We keep setting our minds on divine things. We listen. We trust. We say yes. When Michael Foster learned about climate change, he felt called to do everything he could think of to create a healthier planet for future generations. He loved to work with kids, so he got involved with Plant for the Planet, which teaches kids about climate change and how we need to plant a gazillion trees to offset the amount of carbon in the atmosphere. These kids learn how to be spokespeople—spokeskids—for the health of the planet. They are very articulate.

 

Michael is a gentle person, soft-spoken, nonviolent, and determined. With Emily Johnston and others, he helped found 350 Seattle, which has its offices up on our third floor. Eventually a small group of people, including Michael, realized that if they truly wanted to get the attention of the fossil fuel industry, they had to do something more radical than write letters, make phone calls, or show up at rallies and hearings.
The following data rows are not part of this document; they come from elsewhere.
impl<'a> ContentLoader<'a> {
    /// Create a loader; `drafts` also loads `_drafts/`
    pub fn new(config: &'a SiteConfig, source_dir: &Path, drafts: bool) -> anyhow::Result<Self> {
        let patterns = |globs: &[String]| -> anyhow::Result<Vec<Pattern>> {
            globs
                .iter()
                .map(|g| {
                    Pattern::new(g.trim_matches('/'))
                        .map_err(|e| anyhow::anyhow!("Invalid glob `{}` in config: {}", g, e))
                })
                .collect()
        };

        Ok(Self {
            config,
            source_dir: source_dir.to_path_buf(),
            timezone: config.timezone()?,
            drafts: drafts || config.show_drafts,
            exclude: patterns(&config.exclude)?,
            include: patterns(&config.include)?,
            reserved: vec![
                PathBuf::from(&config.destination),
                PathBuf::from(&config.layouts_dir),
                PathBuf::from(&config.includes_dir),
            ],
        })
    }

    /// Load every post, page and asset, collecting all errors
    pub fn load(&self) -> Result<ContentSet, BuildFailed> {
        let mut set = ContentSet::default();
        let mut report = BuildReport::new();

        let walker = WalkDir::new(&self.source_dir)
            .follow_links(true)
            .sort_by_file_name()
            .into_iter()
            .filter_entry(|entry| self.admit(entry));

        for entry in walker {
            let entry = match entry {
                Ok(entry) => entry,
                Err(e) => {
                    let file = e
                        .path()
                        .map(|p| self.relative(p))
                        .unwrap_or_else(|| self.source_dir.display().to_string());
                    report.push(SiteError::Io {
                        file,
                        source: e.into(),
                    });
                    continue;
                }
            };
            if !entry.file_type().is_file() {
                continue;
            }

            let source = self.relative(entry.path());
            match self.load_file(entry.path(), &source) {
                Ok(Loaded::Post(item)) => set.posts.push(item),
                Ok(Loaded::Page(item)) => set.pages.push(item),
                Ok(Loaded::Asset(asset)) => set.assets.push(asset),
                Ok(Loaded::Skipped) => {}
                Err(e) => report.push(e),
            }
        }

        report.into_result()?;

        set.posts.sort_by(compare_posts);
        set.pages.sort_by(compare_pages);
        tracing::debug!(
            "Loaded {} posts, {} pages, {} assets",
            set.posts.len(),
            set.pages.len(),
            set.assets.len()
        );

        Ok(set)
    }

    /// Whether the walk should enter or yield `entry`
    fn admit(&self, entry: &DirEntry) -> bool {
        if entry.depth() == 0 {
            return true;
        }
        let relative = match entry.path().strip_prefix(&self.source_dir) {
            Ok(relative) => relative,
            Err(_) => return false,
        };

        if self.reserved.iter().any(|dir| relative == dir) {
            return false;
        }

        let path = relative.to_string_lossy().replace('\\', "/");
        if self.exclude.iter().any(|p| p.matches(&path)) {
            return false;
        }

        if path == POSTS_DIR || (path == DRAFTS_DIR && self.drafts) {
            return true;
        }

        let name = entry.file_name().to_string_lossy();
        if name.starts_with('_') || name.starts_with('.') {
            return self.include.iter().any(|p| p.matches(&path));
        }

        true
    }

    fn relative(&self, path: &Path) -> String {
        path.strip_prefix(&self.source_dir)
            .unwrap_or(path)
            .to_string_lossy()
            .replace('\\', "/")
    }

    fn load_file(&self, path: &Path, source: &str) -> Result<Loaded, SiteError> {
        let io_error = |e: std::io::Error| SiteError::Io {
            file: source.to_string(),
            source: e,
        };

        let ext = path
            .extension()
            .and_then(|e| e.to_str())
            .unwrap_or("")
            .to_ascii_lowercase();

        let kind = if source.starts_with("_posts/") {
            Some(ItemKind::Post)
        } else if source.starts_with("_drafts/") {
            Some(ItemKind::Draft)
        } else {
            None
        };

        if let Some(kind) = kind {
            if !self.config.is_markdown_ext(&ext) && ext != "html" {
                tracing::debug!("Ignoring {} in {}", source, kind.as_str());
                return Ok(Loaded::Skipped);
            }
            let content = fs::read_to_string(path).map_err(io_error)?;
            return self.load_post(path, source, &ext, kind, &content);
        }

        let bytes = fs::read(path).map_err(io_error)?;
        if !has_front_matter(&bytes) {
            return Ok(Loaded::Asset(Asset {
                source: source.to_string(),
                full_source: path.to_path_buf(),
            }));
        }

        let content = String::from_utf8(bytes).map_err(|e| {
            io_error(std::io::Error::new(std::io::ErrorKind::InvalidData, e))
        })?;
        self.load_page(source, &ext, &content, path)
    }

    fn load_post(
        &self,
        path: &Path,
        source: &str,
        ext: &str,
        kind: ItemKind,
        content: &str,
    ) -> Result<Loaded, SiteError> {
        let file_name = source.rsplit('/').next().unwrap_or(source);
        let name = PostName::parse(file_name);
        if kind == ItemKind::Post && name.is_none() {
            return Err(SiteError::InvalidPostName {
                file: source.to_string(),
            });
        }

        let (fm, body) = self.front_matter(source, content)?.ok_or_else(|| {
            SiteError::FrontMatter {
                file: source.to_string(),
                message: "posts must start with a `---` metadata block".to_string(),
            }
        })?;
        if !fm.published {
            tracing::debug!("Skipping unpublished {}", source);
            return Ok(Loaded::Skipped);
        }
        let layout = required_layout(&fm, source)?;

        let slug = match &name {
            Some(name) => name.slug.clone(),
            None => permalink::strip_extension(file_name).to_string(),
        };

        let date = match (&fm.date, &name) {
            (Some(date), _) => Some(self.parse_date(date, source)?),
            (None, Some(name)) => start_of_day(name.date, &self.timezone),
            (None, None) => Some(self.modified(path, source)?),
        };

        let markdown = self.config.is_markdown_ext(ext);
        let pattern = fm
            .permalink
            .as_deref()
            .unwrap_or_else(|| self.config.permalink_pattern());
        let url = checked_url(
            permalink::expand(
                pattern,
                &UrlParts {
                    date: date.as_ref(),
                    title: &slug,
                    categories: &fm.categories,
                    output_ext: ".html",
                    path: permalink::strip_extension(source),
                },
            ),
            source,
        )?;

        Ok(Loaded::Post(ContentItem {
            kind,
            source: source.to_string(),
            full_source: path.to_path_buf(),
            title: fm.title.clone().unwrap_or_else(|| title_from_slug(&slug)),
            layout,
            url,
            slug,
            date,
            tags: fm.tags,
            categories: fm.categories,
            hidden: fm.hidden,
            order: fm.order,
            markdown,
            body: body.to_string(),
            extra: fm.extra,
        }))
    }

    fn load_page(
        &self,
        source: &str,
        ext: &str,
        content: &str,
        path: &Path,
    ) -> Result<Loaded, SiteError> {
        let Some((fm, body)) = self.front_matter(source, content)? else {
            return Err(SiteError::FrontMatter {
                file: source.to_string(),
                message: "expected a `---` metadata block".to_string(),
            });
        };
        if !fm.published {
            tracing::debug!("Skipping unpublished {}", source);
            return Ok(Loaded::Skipped);
        }
        let layout = required_layout(&fm, source)?;

        let markdown = self.config.is_markdown_ext(ext);
        let output_ext = if markdown || ext.is_empty() {
            ".html".to_string()
        } else {
            format!(".{}", ext)
        };

        let file_name = source.rsplit('/').next().unwrap_or(source);
        let slug = permalink::strip_extension(file_name).to_string();
        let date = fm
            .date
            .as_deref()
            .map(|d| self.parse_date(d, source))
            .transpose()?;

        let url = match fm.permalink.as_deref() {
            Some(pattern) => permalink::expand(
                pattern,
                &UrlParts {
                    date: date.as_ref(),
                    title: &slug,
                    categories: &fm.categories,
                    output_ext: &output_ext,
                    path: permalink::strip_extension(source),
                },
            ),
            None => permalink::page_url(source, &output_ext),
        };
        let url = checked_url(url, source)?;

        Ok(Loaded::Page(ContentItem {
            kind: ItemKind::Page,
            source: source.to_string(),
            full_source: path.to_path_buf(),
            title: fm.title.clone().unwrap_or_else(|| title_from_slug(&slug)),
            layout,
            url,
            slug,
            date,
            tags: fm.tags,
            categories: fm.categories,
            hidden: fm.hidden,
            order: fm.order,
            markdown,
            body: body.to_string(),
            extra: fm.extra,
        }))
    }

    fn front_matter<'c>(
        &self,
        source: &str,
        content: &'c str,
    ) -> Result<Option<(FrontMatter, &'c str)>, SiteError> {
        FrontMatter::parse(content).map_err(|e| SiteError::FrontMatter {
            file: source.to_string(),
            message: e.to_string(),
        })
    }

    fn parse_date(&self, value: &str, source: &str) -> Result<DateTime<FixedOffset>, SiteError> {
        parse_date(value, &self.timezone).ok_or_else(|| SiteError::FrontMatter {
            file: source.to_string(),
            message: format!("cannot parse date `{}`", value),
        })
    }

    /// File modification time, used to date undated drafts
    fn modified(&self, path: &Path, source: &str) -> Result<DateTime<FixedOffset>, SiteError> {
        let modified = fs::metadata(path)
            .and_then(|m| m.modified())
            .map_err(|e| SiteError::Io {
                file: source.to_string(),
                source: e,
            })?;
        Ok(DateTime::<Utc>::from(modified)
            .with_timezone(&self.timezone)
            .fixed_offset())
    }
}
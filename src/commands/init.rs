//! Initialize a new site

use anyhow::{bail, Result};
use chrono::Utc;
use std::fs;
use std::path::Path;

use crate::CONFIG_FILE;

const CONFIG: &str = r#"# Site
title: My Blog
description: ''
author: ''
timezone: UTC

# URL
url: http://localhost:4000
baseurl: ''
permalink: date

# Writing
excerpt_separator: "<!-- more -->"
highlight:
  enable: true

# Listings
paginate: 10
paginate_path: /page:num/
listings:
  index: true
  tags: true
  archive: true
feed:
  enable: true
  path: /feed.xml
sitemap: true

# Fail the build on links and assets that do not resolve
check_links: true

exclude:
  - README.md
"#;

const ABOUT: &str = r#"---
layout: page
title: About
---

This blog is built with blogsmith.
"#;

const STYLE: &str = r#"body { max-width: 42rem; margin: 0 auto; padding: 1rem; font-family: sans-serif; }
pre { overflow-x: auto; padding: 0.5rem; }
"#;

/// Initialize a new site in the given directory
pub fn init_site(target_dir: &Path) -> Result<()> {
    if target_dir.join(CONFIG_FILE).exists() {
        bail!("{:?} already contains a {}", target_dir, CONFIG_FILE);
    }

    fs::create_dir_all(target_dir.join("_posts"))?;
    fs::create_dir_all(target_dir.join("_drafts"))?;
    fs::create_dir_all(target_dir.join("_layouts"))?;
    fs::create_dir_all(target_dir.join("_includes"))?;
    fs::create_dir_all(target_dir.join("css"))?;

    fs::write(target_dir.join(CONFIG_FILE), CONFIG)?;
    fs::write(target_dir.join("about.md"), ABOUT)?;
    fs::write(target_dir.join("css/style.css"), STYLE)?;

    let now = Utc::now();
    let sample_post = format!(
        r#"---
layout: post
title: Hello World
date: {}
tags: [meta]
---

Welcome to your new blog. Posts live in `_posts/` and are named
`YYYY-MM-DD-title.md`.

<!-- more -->

Links inside the site go through the base path:

```markdown
[About]({{{{ site.baseurl }}}}/about.html)
```

renders as [About]({{{{ site.baseurl }}}}/about.html).
"#,
        now.format("%Y-%m-%d %H:%M:%S %z")
    );

    fs::write(
        target_dir.join(format!("_posts/{}-hello-world.md", now.format("%Y-%m-%d"))),
        sample_post,
    )?;

    Ok(())
}
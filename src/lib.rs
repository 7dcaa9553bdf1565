//! blogsmith: a static site generator for Jekyll-style Markdown blogs
//!
//! A site is a source directory holding `_config.yml`, dated posts in
//! `_posts/`, pages with metadata blocks anywhere else, layouts in
//! `_layouts/`, includes in `_includes/` and plain files copied as-is.
//! Building renders everything in memory, checks that every output path
//! is unique and every internal link and asset resolves, and only then
//! writes the destination directory.

pub mod check;
pub mod commands;
pub mod config;
pub mod content;
pub mod error;
pub mod generator;
pub mod helpers;
pub mod server;
pub mod templates;

pub use error::{BuildFailed, BuildReport, SiteError};

use anyhow::Result;
use std::fs;
use std::path::{Path, PathBuf};

use config::SiteConfig;
use content::{ContentLoader, ContentSet};
use generator::{Generator, RenderedSite};
use templates::{Includes, LayoutSet};

/// Name of the configuration file in the source directory
pub const CONFIG_FILE: &str = "_config.yml";

/// A site on disk
#[derive(Debug, Clone)]
pub struct Site {
    /// Site configuration
    pub config: SiteConfig,
    /// Source directory
    pub source_dir: PathBuf,
    /// Output directory
    pub dest_dir: PathBuf,
    pub layouts_dir: PathBuf,
    pub includes_dir: PathBuf,
}

impl Site {
    /// Open the site in `source_dir`, reading `_config.yml` when present
    pub fn new<P: AsRef<Path>>(source_dir: P) -> Result<Self> {
        let source_dir = source_dir.as_ref().to_path_buf();
        let config_path = source_dir.join(CONFIG_FILE);

        let config = if config_path.exists() {
            SiteConfig::load(&config_path)?
        } else {
            SiteConfig::default()
        };

        Ok(Self::with_config(source_dir, config))
    }

    pub fn with_config(source_dir: PathBuf, config: SiteConfig) -> Self {
        let dest_dir = source_dir.join(&config.destination);
        let layouts_dir = source_dir.join(&config.layouts_dir);
        let includes_dir = source_dir.join(&config.includes_dir);

        Self {
            config,
            source_dir,
            dest_dir,
            layouts_dir,
            includes_dir,
        }
    }

    /// Discover posts, pages and assets
    pub fn load_content(&self, drafts: bool) -> Result<ContentSet> {
        let loader = ContentLoader::new(&self.config, &self.source_dir, drafts)?;
        Ok(loader.load()?)
    }

    /// Render the site in memory and run every check; writes nothing
    pub fn render(&self, drafts: bool) -> Result<RenderedSite> {
        let content = self.load_content(drafts)?;
        tracing::info!(
            "Loaded {} posts and {} pages",
            content.posts.len(),
            content.pages.len()
        );

        let layouts = LayoutSet::load(&self.config, Some(self.layouts_dir.as_path()))?;
        let includes = Includes::load(&self.includes_dir)?;
        let generator = Generator::new(&self.config, &layouts, &includes);

        Ok(generator.render(&content)?)
    }

    /// Render, check, then replace the destination directory
    pub fn build(&self, drafts: bool) -> Result<RenderedSite> {
        let rendered = self.render(drafts)?;
        generator::write_site(&rendered, &self.source_dir, &self.dest_dir)?;
        Ok(rendered)
    }

    /// Remove the destination directory
    pub fn clean(&self) -> Result<()> {
        if self.dest_dir.exists() {
            fs::remove_dir_all(&self.dest_dir)?;
            tracing::info!("Deleted: {:?}", self.dest_dir);
        }
        Ok(())
    }
}
//! Date helper functions

use chrono::{DateTime, FixedOffset, NaiveDate, NaiveDateTime, TimeZone};
use chrono_tz::Tz;

/// Front-matter date formats without an explicit offset
const LOCAL_FORMATS: [&str; 8] = [
    "%Y-%m-%d %H:%M:%S",
    "%Y/%m/%d %H:%M:%S",
    "%Y-%m-%d %H:%M",
    "%Y/%m/%d %H:%M",
    "%Y-%m-%dT%H:%M:%S",
    "%Y-%m-%dT%H:%M:%S%.f",
    "%Y-%m-%dT%H:%M",
    "%Y-%m-%d %H:%M:%S%.f",
];

/// Parse a date string in various formats.
///
/// Strings without an offset are interpreted in `tz`.
pub fn parse_date(s: &str, tz: &Tz) -> Option<DateTime<FixedOffset>> {
    let s = s.trim();

    if let Ok(dt) = DateTime::parse_from_rfc3339(s) {
        return Some(dt);
    }

    // "2019-05-01 10:30:00 +0200"
    for fmt in ["%Y-%m-%d %H:%M:%S %z", "%Y-%m-%d %H:%M %z"] {
        if let Ok(dt) = DateTime::parse_from_str(s, fmt) {
            return Some(dt);
        }
    }

    for fmt in LOCAL_FORMATS {
        if let Ok(naive) = NaiveDateTime::parse_from_str(s, fmt) {
            return localize(naive, tz);
        }
    }

    for fmt in ["%Y-%m-%d", "%Y/%m/%d"] {
        if let Ok(day) = NaiveDate::parse_from_str(s, fmt) {
            return start_of_day(day, tz);
        }
    }

    None
}

/// Midnight of `day` in `tz`
pub fn start_of_day(day: NaiveDate, tz: &Tz) -> Option<DateTime<FixedOffset>> {
    localize(day.and_hms_opt(0, 0, 0)?, tz)
}

fn localize(naive: NaiveDateTime, tz: &Tz) -> Option<DateTime<FixedOffset>> {
    tz.from_local_datetime(&naive)
        .earliest()
        .map(|dt| dt.fixed_offset())
}

/// Format an RFC 3339 date string with a strftime pattern.
///
/// Returns `None` when `value` is not an RFC 3339 date.
pub fn format_rfc3339(value: &str, format: &str) -> Option<String> {
    DateTime::parse_from_rfc3339(value.trim())
        .ok()
        .map(|dt| dt.format(format).to_string())
}

#[cfg(test)]
mod tests {
    use super::*;

    #[test]
    fn test_parse_date_only_in_utc() {
        let dt = parse_date("2019-05-01", &Tz::UTC).unwrap();
        assert_eq!(dt.to_rfc3339(), "2019-05-01T00:00:00+00:00");
    }

    #[test]
    fn test_parse_local_datetime_in_timezone() {
        let dt = parse_date("2019-05-01 10:30:00", &chrono_tz::Europe::Berlin).unwrap();
        assert_eq!(dt.to_rfc3339(), "2019-05-01T10:30:00+02:00");
    }

    #[test]
    fn test_parse_explicit_offset_wins() {
        let dt = parse_date("2019-05-01 10:30:00 -0500", &chrono_tz::Europe::Berlin).unwrap();
        assert_eq!(dt.to_rfc3339(), "2019-05-01T10:30:00-05:00");
        let dt = parse_date("2019-05-01T10:30:00Z", &Tz::UTC).unwrap();
        assert_eq!(dt.format("%H:%M").to_string(), "10:30");
    }

    #[test]
    fn test_parse_garbage() {
        assert!(parse_date("last tuesday", &Tz::UTC).is_none());
    }

    #[test]
    fn test_format_rfc3339() {
        assert_eq!(
            format_rfc3339("2019-05-01T00:00:00+00:00", "%B %-d, %Y").as_deref(),
            Some("May 1, 2019")
        );
        assert!(format_rfc3339("yesterday", "%Y").is_none());
    }
}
They had to shut off the flow of fossil fuels from Canada to the U.S. So five of them planned and trained to do this. They spread out: one in Washington, one in Montana, Michael in North Dakota, and Emily and another woman in Minnesota—all locations where pipelines bring crude Canadian tar sands oil into the U.S. On October 11, 2016, they used wire cutters to cut through fences, and they turned wheels on the pipelines to shut them off. Then they called the authorities and notified them that they had done this, and they waited for someone to show up.

 

They all went to court in the states where they committed this act. Ken Ward, the one who acted here in Washington, was tried twice, and no one wanted to convict him. He got maybe some community service time. Community service—that is kind of what he was trying to do to begin with—serve the greater good. Emily and her partner are still awaiting trial. And Michael got a three-year sentence with two years suspended. He is now serving his one year in a North Dakota prison. When people say, “What’s your address so we can write you letters of support? How can we help you?” He says, “Don’t worry about me. Write your legislators. You take action now. Fight this fight for the greater good of our species and our planet.”

 

You may not agree with either his cause or his tactics. That’s fine. What I hope you can see is how he answered his call to take action knowing the potential consequences and accepting them. He may have been afraid. I imagine he was. No one chooses to go to prison as a fun thing. He’s apart from his family, his job, his regular tidy little life. No doubt this is a financial hit for him and his family. It’s not convenient or easy. And he’s doing it anyway.

 

Each of us is called to take up our own particular cross and follow Jesus. Each of us is called to live an engaged, passionate, full life in service to the people and world around us.

 

I mentioned at the start of Lent that we are focusing on the poetry of Mary Oliver, and this poem came to mind for today. It’s called “Mornings at Blackwater,” and I suggest that the use of the words “citizen” and “world” invite us to engage as fully as possible wherever our God is calling us to serve the greater good.

 

For years, every morning, I drank

from Blackwater Pond.

It was flavored with oak leaves and also, no doubt,

the feet of ducks.

 

And always it assuaged me

from the dry bowl of the very far past.

 

What I want to say is

that the past is the past,

and the present is what your life is,

and you are capable

of choosing what that will be,

darling citizen.

 

So come to the pond,

or the river of your imagination,

or the harbor of your longing,

 

and put your lips to the world.

And live

your life.

[Mary Oliver, “Mornings at Blackwater,” Devotions (New York: Penguin Press, 2017), 102.]

 

Set your minds on divine things. Say yes. Put your lips to the world, darling citizen. And live the wild, wonderful, dangerous life to which God calls you. Amen.